INPUT FOR THIS TASK START
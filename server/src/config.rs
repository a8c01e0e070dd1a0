use anyhow::{anyhow, Context, Result};
use config::{Config as ConfigBuilder, Environment, File, FileFormat};
use database::ConnectionParams;
use serde::{Deserialize, Serialize};
use std::collections::HashMap;
use std::fmt;
use std::net::{IpAddr, SocketAddr};
use std::path::{Path, PathBuf};
use std::str::FromStr;
use std::time::Duration;
use taskboard_core::TaskError;

/// Prefix for `TASKBOARD_<SECTION>__<KEY>` overrides
pub const ENV_PREFIX: &str = "TASKBOARD";

#[derive(Debug, Deserialize, Serialize, Clone)]
pub struct Config {
    pub database: DatabaseConfig,
    pub server: ServerConfig,
    pub logging: LoggingConfig,
}

#[derive(Debug, Deserialize, Serialize, Clone)]
pub struct DatabaseConfig {
    pub host: String,
    pub port: u16,
    /// Database name
    pub name: String,
    pub user: String,
    /// File holding the password; its contents are trimmed
    pub password_file: PathBuf,
    /// Maximum number of database connections in the pool
    pub max_connections: u32,
    /// How long the readiness gate keeps retrying before giving up
    pub startup_timeout_secs: u64,
    /// Pause between readiness probes
    pub retry_interval_secs: u64,
    /// Connect timeout of a single readiness probe
    pub probe_timeout_secs: u64,
}

#[derive(Debug, Deserialize, Serialize, Clone)]
pub struct ServerConfig {
    /// Listen address for the HTTP API
    pub listen_addr: String,
    /// Port number to listen on
    pub port: u16,
}

#[derive(Debug, Deserialize, Serialize, Clone)]
pub struct LoggingConfig {
    /// Log level (trace, debug, info, warn, error)
    pub level: String,
    /// Log format (pretty, json, compact)
    pub format: LogFormat,
}

#[derive(Debug, Deserialize, Serialize, Clone, Copy, PartialEq, Eq)]
#[serde(rename_all = "lowercase")]
pub enum LogFormat {
    Pretty,
    Json,
    Compact,
}

impl FromStr for LogFormat {
    type Err = anyhow::Error;

    fn from_str(s: &str) -> Result<Self> {
        match s.trim().to_lowercase().as_str() {
            "pretty" => Ok(LogFormat::Pretty),
            "json" => Ok(LogFormat::Json),
            "compact" => Ok(LogFormat::Compact),
            other => Err(anyhow!(
                "Invalid log format: {other}. Must be one of: pretty, json, compact"
            )),
        }
    }
}

impl fmt::Display for LogFormat {
    fn fmt(&self, f: &mut fmt::Formatter<'_>) -> fmt::Result {
        let name = match self {
            LogFormat::Pretty => "pretty",
            LogFormat::Json => "json",
            LogFormat::Compact => "compact",
        };
        f.write_str(name)
    }
}

impl Config {
    /// Load configuration from the embedded defaults, an optional file and the
    /// process environment
    pub fn load(config_file: Option<&Path>) -> Result<Self> {
        Self::load_with_env(config_file, std::env::vars().collect())
    }

    /// Same as [`Config::load`] with an explicit environment
    pub fn load_with_env(config_file: Option<&Path>, env: HashMap<String, String>) -> Result<Self> {
        let mut builder = ConfigBuilder::builder().add_source(File::from_str(
            include_str!("../config/default.toml"),
            FileFormat::Toml,
        ));

        if let Some(path) = config_file {
            builder = builder.add_source(
                File::from(path.to_path_buf())
                    .required(true)
                    .format(FileFormat::Toml),
            );
        }

        // TASKBOARD_SERVER__PORT=9000 -> server.port
        builder = builder.add_source(
            Environment::with_prefix(ENV_PREFIX)
                .prefix_separator("_")
                .separator("__")
                .try_parsing(true)
                .source(Some(env.clone())),
        );

        let config = builder
            .build()
            .context("Failed to build configuration")?;

        let mut result: Config = config
            .try_deserialize()
            .context("Failed to deserialize configuration")?;

        result.apply_standard_env_vars(&env)?;

        Ok(result)
    }

    /// Apply the unprefixed variables used by container deployments
    fn apply_standard_env_vars(&mut self, env: &HashMap<String, String>) -> Result<()> {
        if let Some(host) = env.get("DB_HOST") {
            self.database.host = host.clone();
        }

        if let Some(port) = env.get("DB_PORT") {
            self.database.port = parse_port("DB_PORT", port)?;
        }

        if let Some(name) = env.get("DB_NAME") {
            self.database.name = name.clone();
        }

        if let Some(user) = env.get("DB_USER") {
            self.database.user = user.clone();
        }

        if let Some(password_file) = env.get("DB_PASSWORD_FILE") {
            self.database.password_file = PathBuf::from(password_file);
        }

        if let Some(listen_addr) = env.get("LISTEN_ADDR") {
            self.server.listen_addr = listen_addr.clone();
        }

        if let Some(port) = env.get("PORT") {
            self.server.port = parse_port("PORT", port)?;
        }

        if let Some(level) = env.get("LOG_LEVEL") {
            self.logging.level = level.clone();
        }

        if let Some(format) = env.get("LOG_FORMAT") {
            self.logging.format = format.parse()?;
        }

        Ok(())
    }

    /// Get the server socket address
    pub fn server_address(&self) -> Result<SocketAddr, TaskError> {
        let ip: IpAddr = self.server.listen_addr.trim().parse().map_err(|e| {
            TaskError::Configuration(format!(
                "Invalid listen address '{}': {e}",
                self.server.listen_addr
            ))
        })?;
        Ok(SocketAddr::new(ip, self.server.port))
    }

    /// Resolve connection parameters, reading the password file
    pub fn connection_params(&self) -> Result<ConnectionParams, TaskError> {
        ConnectionParams::with_password_file(
            self.database.host.clone(),
            self.database.port,
            self.database.name.clone(),
            self.database.user.clone(),
            &self.database.password_file,
        )
    }

    pub fn startup_timeout(&self) -> Duration {
        Duration::from_secs(self.database.startup_timeout_secs)
    }

    pub fn retry_interval(&self) -> Duration {
        Duration::from_secs(self.database.retry_interval_secs)
    }

    pub fn probe_timeout(&self) -> Duration {
        Duration::from_secs(self.database.probe_timeout_secs)
    }

    /// Validate the configuration
    pub fn validate(&self) -> Result<(), TaskError> {
        let invalid = |msg: String| -> Result<(), TaskError> { Err(TaskError::Configuration(msg)) };

        match self.logging.level.to_lowercase().as_str() {
            "trace" | "debug" | "info" | "warn" | "error" => {}
            _ => {
                return invalid(format!(
                    "Invalid log level: {}. Must be one of: trace, debug, info, warn, error",
                    self.logging.level
                ));
            }
        }

        if self.server.port == 0 {
            return invalid("Server port cannot be 0".to_string());
        }

        self.server_address()?;

        if self.database.port == 0 {
            return invalid("Database port cannot be 0".to_string());
        }

        for (field, value) in [
            ("host", &self.database.host),
            ("name", &self.database.name),
            ("user", &self.database.user),
        ] {
            if value.trim().is_empty() {
                return invalid(format!("Database {field} cannot be empty"));
            }
        }

        if self.database.max_connections == 0 {
            return invalid("Database max_connections must be greater than 0".to_string());
        }

        if self.database.startup_timeout_secs == 0 {
            return invalid("Database startup_timeout_secs must be greater than 0".to_string());
        }

        if self.database.retry_interval_secs == 0 {
            return invalid("Database retry_interval_secs must be greater than 0".to_string());
        }

        if self.database.probe_timeout_secs == 0 {
            return invalid("Database probe_timeout_secs must be greater than 0".to_string());
        }

        Ok(())
    }
}

fn parse_port(var: &str, value: &str) -> Result<u16> {
    value
        .trim()
        .parse()
        .with_context(|| format!("{var} must be a port number, got '{value}'"))
}

impl Default for Config {
    fn default() -> Self {
        Self {
            database: DatabaseConfig {
                host: "postgres".to_string(),
                port: 5432,
                name: "taskboard".to_string(),
                user: "taskboard".to_string(),
                password_file: PathBuf::from("/run/secrets/postgres_password"),
                max_connections: 5,
                startup_timeout_secs: 60,
                retry_interval_secs: 2,
                probe_timeout_secs: 3,
            },
            server: ServerConfig {
                listen_addr: "0.0.0.0".to_string(),
                port: 8000,
            },
            logging: LoggingConfig {
                level: "info".to_string(),
                format: LogFormat::Pretty,
            },
        }
    }
}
INPUT FOR THIS TASK END
--- WHAT THE TASK ASKS ---
Copy the material above word for word, taking the first line, the line containing "use std::collections::HashMap;", and every line between them, and nothing else.

--- RESPONSE FOR THIS EXERCISE ---
filename server/src/config.rs
repository a8c01e0e070dd1a0
use anyhow::{anyhow, Context, Result};
use config::{Config as ConfigBuilder, Environment, File, FileFormat};
use database::ConnectionParams;
use serde::{Deserialize, Serialize};
use std::collections::HashMap;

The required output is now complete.